Characterization of a mouse Cx50 mutation associated with the No2 mouse cataract.

PURPOSE: Recently, a missense mutation in the mouse connexin 50 (Cx50) gene has been associated with the nuclear opacity 2 (No2) mouse cataract. This missense mutation (D47A) resulted in an aspartate-to-alanine substitution at amino acid position 47 in the first extracellular domain of Cx50. To better understand the role of Cx50 in the pathogenesis of congenital cataract, the functional consequences of the D47A mutation in the Xenopus oocyte expression system were studied.
METHODS: D47A was constructed using polymerase chain reaction (PCR) mutagenesis. Xenopus oocytes were injected with in vitro transcribed cRNA encoding wild-type mouse Cx50 (Cx50wt), wild-type rat Cx46 (Cx46wt), D47A, or combinations of wild-type and mutant connexins. The oocytes were then devitellinized and paired. Gap junctional conductance (Gj) was measured using a dual two-microelectrode voltage-clamp technique.
RESULTS: Homotypic oocyte pairs expressing wild-type Cx50 or Cx46 were well coupled. In contrast, oocytes injected with D47A cRNA did not form gap junctional channels when paired homotypically. To test whether the D47A mutation could interact with wild-type connexins in a dominant negative manner, oocytes were injected with equal amounts of mutant and wild-type connexin cRNA, mimicking the heterozygous condition. Expression of D47A did not inhibit the development of junctional conductance in paired oocytes induced by wild-type Cx50 or Cx46.

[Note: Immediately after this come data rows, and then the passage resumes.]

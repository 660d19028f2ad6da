//! Repository Module
//!
//! Bound-parameter SurrealQL access to the `product` and `order` tables.

pub mod order;
pub mod product;

pub use order::OrderRepository;
pub use product::ProductRepository;

use surrealdb::Surreal;
use surrealdb::engine::local::Db;
use thiserror::Error;

/// Repository error types
#[derive(Debug, Error)]
pub enum RepoError {
    #[error("Not found: {0}")]
    NotFound(String),

    #[error("Database error: {0}")]
    Database(String),

    #[error("Validation error: {0}")]
    Validation(String),
}

impl From<surrealdb::Error> for RepoError {
    fn from(err: surrealdb::Error) -> Self {
        RepoError::Database(err.to_string())
    }
}

/// Result type for repository operations
pub type RepoResult<T> = Result<T, RepoError>;

/// Base repository with database reference
#[derive(Clone)]
pub struct BaseRepository {
    db: Surreal<Db>,
}

impl BaseRepository {
    pub fn new(db: Surreal<Db>) -> Self {
        Self { db }
    }

    pub fn db(&self) -> &Surreal<Db> {
        &self.db
    }
}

CONCLUSIONS: These results indicate that the D47A mutation acts as a loss-of-function mutation without strong dominant inhibition. In No2 mice, the mutation would be predicted to result in a reduction in intercellular communication, leading to cataractogenesis. It may also cause other qualitative changes such as a change in permeability for small molecules.